### Material for the task
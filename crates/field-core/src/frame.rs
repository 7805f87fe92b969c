//! Draw commands produced by one simulation step, and the surface trait the
//! host paints them onto.

use crate::theme::Rgba;
use glam::Vec2;

#[derive(Clone, Copy, Debug, PartialEq)]
pub struct Glow {
    pub blur: f32,
    pub color: Rgba,
}

#[derive(Clone, Copy, Debug, PartialEq)]
pub enum Shape {
    Circle {
        center: Vec2,
        radius: f32,
        fill: Rgba,
        glow: Option<Glow>,
    },
    Line {
        from: Vec2,
        to: Vec2,
        stroke: Rgba,
        width: f32,
    },
}

/// A paintable layer. Implemented by the web front-end for a 2D canvas.
pub trait Surface {
    /// Erase the whole layer.
    fn clear(&mut self);
    fn fill_circle(&mut self, center: Vec2, radius: f32, fill: Rgba, glow: Option<Glow>);
    fn stroke_line(&mut self, from: Vec2, to: Vec2, stroke: Rgba, width: f32);

    fn draw(&mut self, shape: &Shape) {
        match *shape {
            Shape::Circle {
                center,
                radius,
                fill,
                glow,
            } => self.fill_circle(center, radius, fill, glow),
            Shape::Line {
                from,
                to,
                stroke,
                width,
            } => self.stroke_line(from, to, stroke, width),
        }
    }
}

/// Two-layer command list. Buffers are reused between frames.
#[derive(Clone, Debug, Default)]
pub struct Frame {
    /// Particles followed by connection lines.
    pub background: Vec<Shape>,
    /// Trail dots, oldest first, then the cursor dot. Empty while the pointer
    /// is outside the window.
    pub cursor: Vec<Shape>,
}

impl Frame {
    pub fn new() -> Self {
        Self::default()
    }

    pub fn clear(&mut self) {
        self.background.clear();
        self.cursor.clear();
    }

    /// Clear both surfaces, then replay each layer onto its surface.
    pub fn paint(&self, background: &mut impl Surface, cursor: &mut impl Surface) {
        background.clear();
        cursor.clear();
        for shape in &self.background {
            background.draw(shape);
        }
        for shape in &self.cursor {
            cursor.draw(shape);
        }
    }
}
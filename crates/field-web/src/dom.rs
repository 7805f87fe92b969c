use crate::constants::THEME_ATTRIBUTE;
use crate::style;
use anyhow::anyhow;
use field_core::{Theme, Viewport};
use wasm_bindgen::closure::Closure;
use wasm_bindgen::JsCast;
use web_sys as web;

#[inline]
pub fn window_document() -> Option<(web::Window, web::Document)> {
    let window = web::window()?;
    let document = window.document()?;
    Some((window, document))
}

pub fn canvas_by_id(document: &web::Document, id: &str) -> anyhow::Result<web::HtmlCanvasElement> {
    document
        .get_element_by_id(id)
        .ok_or_else(|| anyhow!("missing #{id}"))?
        .dyn_into::<web::HtmlCanvasElement>()
        .map_err(|_| anyhow!("#{id} is not a <canvas>"))
}

/// Inner window size in CSS pixels.
pub fn viewport(window: &web::Window) -> Viewport {
    let dim = |v: Result<wasm_bindgen::JsValue, wasm_bindgen::JsValue>| {
        v.ok().and_then(|v| v.as_f64()).unwrap_or(0.0) as f32
    };
    Viewport::new(dim(window.inner_width()), dim(window.inner_height()))
}

#[inline]
pub fn device_pixel_ratio(window: &web::Window) -> f64 {
    let dpr = window.device_pixel_ratio();
    if dpr.is_finite() && dpr > 0.0 {
        dpr
    } else {
        1.0
    }
}

/// Mirror the theme onto `<html data-theme>` so page styles follow the palette.
pub fn apply_document_theme(document: &web::Document, theme: Theme) {
    let Some(root) = document.document_element() else {
        return;
    };
    match style::document_theme_value(theme) {
        Some(value) => {
            _ = root.set_attribute(THEME_ATTRIBUTE, value);
        }
        None => {
            _ = root.remove_attribute(THEME_ATTRIBUTE);
        }
    }
}

/// An event listener that is removed from its target when dropped.
pub struct Listener {
    target: web::EventTarget,
    kind: &'static str,
    closure: Closure<dyn FnMut(web::Event)>,
}

impl Listener {
    pub fn add(
        target: &web::EventTarget,
        kind: &'static str,
        handler: impl FnMut(web::Event) + 'static,
    ) -> anyhow::Result<Self> {
        let closure = Closure::wrap(Box::new(handler) as Box<dyn FnMut(web::Event)>);
        target
            .add_event_listener_with_callback(kind, closure.as_ref().unchecked_ref())
            .map_err(|e| anyhow!("add {kind} listener: {e:?}"))?;
        Ok(Self {
            target: target.clone(),
            kind,
            closure,
        })
    }
}

impl Drop for Listener {
    fn drop(&mut self) {
        _ = self
            .target
            .remove_event_listener_with_callback(self.kind, self.closure.as_ref().unchecked_ref());
    }
}
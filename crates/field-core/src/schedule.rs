//! Single-threaded, self-rescheduling frame loop with an explicit stop handle.
//!
//! The host supplies a [`Scheduler`] (on the web: `requestAnimationFrame` /
//! `cancelAnimationFrame`). [`start`] requests the first frame; every frame
//! runs the tick and requests the next one. [`StopHandle::stop`] cancels the
//! pending request and guarantees the tick never runs again, even if the host
//! still delivers a callback it had already queued.

use std::cell::{Cell, RefCell};
use std::rc::{Rc, Weak};

/// Host primitive for running a callback on the next display frame.
pub trait Scheduler {
    type Token: 'static;

    /// `None` means the host refused the request; the loop then stops.
    fn request(&self, callback: Box<dyn FnOnce()>) -> Option<Self::Token>;
    fn cancel(&self, token: Self::Token);
}

struct LoopShared<S: Scheduler> {
    scheduler: S,
    running: Cell<bool>,
    pending: Cell<Option<S::Token>>,
    tick: RefCell<Box<dyn FnMut()>>,
}

trait Halt {
    fn halt(&self);
    fn is_running(&self) -> bool;
}

impl<S: Scheduler> Halt for LoopShared<S> {
    fn halt(&self) {
        self.running.set(false);
        if let Some(token) = self.pending.take() {
            self.scheduler.cancel(token);
        }
    }

    fn is_running(&self) -> bool {
        self.running.get()
    }
}

/// Owns a running loop. Stopping consumes the handle; dropping it also stops
/// the loop.
#[must_use = "dropping the handle stops the loop immediately"]
pub struct StopHandle {
    inner: Option<Rc<dyn Halt>>,
}

impl StopHandle {
    pub fn is_running(&self) -> bool {
        self.inner.as_ref().is_some_and(|l| l.is_running())
    }

    pub fn stop(mut self) {
        self.halt();
    }

    fn halt(&mut self) {
        if let Some(inner) = self.inner.take() {
            inner.halt();
        }
    }
}

impl Drop for StopHandle {
    fn drop(&mut self) {
        self.halt();
    }
}

pub fn start<S, F>(scheduler: S, tick: F) -> StopHandle
where
    S: Scheduler + 'static,
    F: FnMut() + 'static,
{
    let shared = Rc::new(LoopShared {
        scheduler,
        running: Cell::new(true),
        pending: Cell::new(None),
        tick: RefCell::new(Box::new(tick)),
    });
    schedule_next(&shared);
    StopHandle {
        inner: Some(shared),
    }
}

fn schedule_next<S: Scheduler + 'static>(shared: &Rc<LoopShared<S>>) {
    let weak: Weak<LoopShared<S>> = Rc::downgrade(shared);
    let requested = shared.scheduler.request(Box::new(move || {
        let Some(shared) = weak.upgrade() else {
            return;
        };
        shared.pending.set(None);
        if !shared.running.get() {
            return;
        }
        {
            let mut tick = shared.tick.borrow_mut();
            (&mut **tick)();
        }
        // The tick may have stopped the loop.
        if shared.running.get() {
            schedule_next(&shared);
        }
    }));
    match requested {
        Some(token) => shared.pending.set(Some(token)),
        None => {
            log::warn!("[loop] frame request refused; stopping");
            shared.running.set(false);
        }
    }
}
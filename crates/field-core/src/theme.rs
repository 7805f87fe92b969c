//! Named colour palettes for the particle field.
//!
//! A [`Theme`] is picked by name from the page (`"default"` or `"red"`); it
//! resolves to a [`Palette`] holding the particle fill, the base colour of
//! connection lines and the cursor/trail colour. Unknown names resolve to the
//! default palette.

use crate::error::UnknownTheme;
use std::fmt;
use std::str::FromStr;

/// 8-bit RGB colour.
#[derive(Clone, Copy, Debug, PartialEq, Eq)]
pub struct Rgb {
    pub r: u8,
    pub g: u8,
    pub b: u8,
}

impl Rgb {
    pub const fn new(r: u8, g: u8, b: u8) -> Self {
        Self { r, g, b }
    }

    /// Attach an opacity; `alpha` is clamped to \[0, 1\].
    #[inline]
    pub fn with_alpha(self, alpha: f32) -> Rgba {
        Rgba {
            rgb: self,
            alpha: alpha.clamp(0.0, 1.0),
        }
    }

    #[inline]
    pub fn opaque(self) -> Rgba {
        self.with_alpha(1.0)
    }
}

/// RGB colour with a floating-point opacity.
#[derive(Clone, Copy, Debug, PartialEq)]
pub struct Rgba {
    pub rgb: Rgb,
    pub alpha: f32,
}

#[derive(Clone, Copy, Debug, PartialEq)]
pub struct Palette {
    pub particle: Rgba,
    pub line: Rgb,
    pub cursor: Rgb,
}

const DEFAULT_PALETTE: Palette = Palette {
    particle: Rgba {
        rgb: Rgb::new(139, 157, 166),
        alpha: 0.5,
    },
    line: Rgb::new(0, 224, 167), // cyan
    cursor: Rgb::new(0x00, 0xe0, 0xa7),
};

const RED_PALETTE: Palette = Palette {
    particle: Rgba {
        rgb: Rgb::new(166, 139, 139),
        alpha: 0.5,
    },
    line: Rgb::new(255, 46, 99),
    cursor: Rgb::new(0xff, 0x2e, 0x63),
};

#[derive(Clone, Copy, Debug, Default, PartialEq, Eq, Hash)]
pub enum Theme {
    #[default]
    Default,
    Red,
}

impl Theme {
    pub const ALL: [Theme; 2] = [Theme::Default, Theme::Red];

    pub fn name(self) -> &'static str {
        match self {
            Theme::Default => "default",
            Theme::Red => "red",
        }
    }

    /// Lenient lookup used for page input: unknown names give [`Theme::Default`].
    pub fn from_name(name: &str) -> Self {
        name.parse().unwrap_or_else(|e: UnknownTheme| {
            log::debug!("[theme] {e}; using default");
            Theme::Default
        })
    }

    pub fn palette(self) -> Palette {
        match self {
            Theme::Default => DEFAULT_PALETTE,
            Theme::Red => RED_PALETTE,
        }
    }
}

impl FromStr for Theme {
    type Err = UnknownTheme;

    fn from_str(s: &str) -> Result<Self, Self::Err> {
        Theme::ALL
            .into_iter()
            .find(|t| t.name() == s)
            .ok_or_else(|| UnknownTheme(s.to_owned()))
    }
}

impl fmt::Display for Theme {
    fn fmt(&self, f: &mut fmt::Formatter<'_>) -> fmt::Result {
        f.write_str(self.name())
    }
}
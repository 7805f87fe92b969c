//! Grid of anchored particles and their per-frame physics.

use crate::config::FieldConfig;
use crate::constants::{MAX_PARTICLES, RELAX_SNAP_EPSILON};
use glam::Vec2;
use rand::Rng;

/// Size of the drawable area in CSS pixels.
#[derive(Clone, Copy, Debug, Default, PartialEq)]
pub struct Viewport {
    pub width: f32,
    pub height: f32,
}

impl Viewport {
    /// Negative or non-finite extents collapse to zero.
    pub fn new(width: f32, height: f32) -> Self {
        let sane = |v: f32| if v.is_finite() { v.max(0.0) } else { 0.0 };
        Self {
            width: sane(width),
            height: sane(height),
        }
    }

    #[inline]
    pub fn center(&self) -> Vec2 {
        Vec2::new(self.width * 0.5, self.height * 0.5)
    }
}

#[derive(Clone, Debug, PartialEq)]
pub struct Particle {
    pub pos: Vec2,
    anchor: Vec2,
    pub radius: f32,
    density: f32,
}

impl Particle {
    pub fn new(anchor: Vec2, radius: f32, density: f32) -> Self {
        Self {
            pos: anchor,
            anchor,
            radius,
            density,
        }
    }

    #[inline]
    pub fn anchor(&self) -> Vec2 {
        self.anchor
    }

    #[inline]
    pub fn density(&self) -> f32 {
        self.density
    }

    #[inline]
    pub fn offset(&self) -> Vec2 {
        self.pos - self.anchor
    }

    /// Advance one frame: repel from `pointer` when inside `mouse_radius`,
    /// otherwise ease back toward the anchor.
    pub fn update(&mut self, pointer: Option<Vec2>, mouse_radius: f32, relax_divisor: f32) {
        if let Some(p) = pointer {
            let away = self.pos - p;
            let distance = away.length();
            if distance < mouse_radius {
                // Coincident with the pointer: no direction to push along.
                let dir = away.try_normalize().unwrap_or(Vec2::NEG_Y);
                let force = (mouse_radius - distance) / mouse_radius;
                self.pos += dir * force * self.density;
                return;
            }
        }
        self.relax(relax_divisor);
    }

    fn relax(&mut self, divisor: f32) {
        let offset = self.offset();
        if offset == Vec2::ZERO {
            return;
        }
        if offset.length_squared() < RELAX_SNAP_EPSILON * RELAX_SNAP_EPSILON {
            self.pos = self.anchor;
        } else {
            self.pos -= offset / divisor;
        }
    }
}

/// Number of grid lines along one axis: anchors at `i * spacing` for every
/// `i * spacing < extent + spacing`.
#[inline]
pub fn grid_steps(extent: f32, spacing: f32) -> usize {
    ((extent + spacing) / spacing).ceil() as usize
}

/// Clamp a `cols x rows` grid to at most [`MAX_PARTICLES`], dropping the
/// bottom rows first.
pub fn capped_grid(cols: usize, rows: usize) -> (usize, usize) {
    let cols = cols.min(MAX_PARTICLES);
    let max_rows = if cols == 0 { rows } else { MAX_PARTICLES / cols };
    if rows > max_rows {
        log::warn!(
            "[field] {cols}x{rows} grid exceeds {MAX_PARTICLES} particles; keeping {max_rows} rows"
        );
        (cols, max_rows)
    } else {
        (cols, rows)
    }
}

/// Particles laid out row-major over the viewport plus one overflow row and
/// column.
#[derive(Clone, Debug)]
pub struct ParticleField {
    particles: Vec<Particle>,
    viewport: Viewport,
    spacing: f32,
    generation: u64,
}

impl ParticleField {
    pub fn empty() -> Self {
        Self {
            particles: Vec::new(),
            viewport: Viewport::default(),
            spacing: 0.0,
            generation: 0,
        }
    }

    /// Discard every particle and lay out a fresh grid for `viewport`.
    pub fn regrid(&mut self, viewport: Viewport, config: &FieldConfig, rng: &mut impl Rng) {
        let spacing = config.grid_spacing;
        let (cols, rows) = capped_grid(
            grid_steps(viewport.width, spacing),
            grid_steps(viewport.height, spacing),
        );
        self.particles = Vec::with_capacity(cols * rows);
        for row in 0..rows {
            let y = row as f32 * spacing;
            for col in 0..cols {
                let x = col as f32 * spacing;
                let density = rng.gen_range(config.density_min..config.density_max);
                self.particles
                    .push(Particle::new(Vec2::new(x, y), config.particle_radius, density));
            }
        }
        self.viewport = viewport;
        self.spacing = spacing;
        self.generation += 1;
        log::debug!(
            "[field] regrid #{} {:.0}x{:.0} spacing={} -> {}x{} = {} particles",
            self.generation,
            viewport.width,
            viewport.height,
            spacing,
            cols,
            rows,
            self.particles.len()
        );
    }

    pub fn update(&mut self, pointer: Option<Vec2>, config: &FieldConfig) {
        for p in &mut self.particles {
            p.update(pointer, config.mouse_radius, config.relax_divisor);
        }
    }

    #[inline]
    pub fn particles(&self) -> &[Particle] {
        &self.particles
    }

    #[inline]
    pub fn len(&self) -> usize {
        self.particles.len()
    }

    #[inline]
    pub fn is_empty(&self) -> bool {
        self.particles.is_empty()
    }

    pub fn viewport(&self) -> Viewport {
        self.viewport
    }

    pub fn spacing(&self) -> f32 {
        self.spacing
    }

    /// Incremented on every regrid; two fields with different generations
    /// share no particles.
    pub fn generation(&self) -> u64 {
        self.generation
    }
}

### Directions
Please say how many lines above contain "EventTarget", number only.

### Response to the exercise
2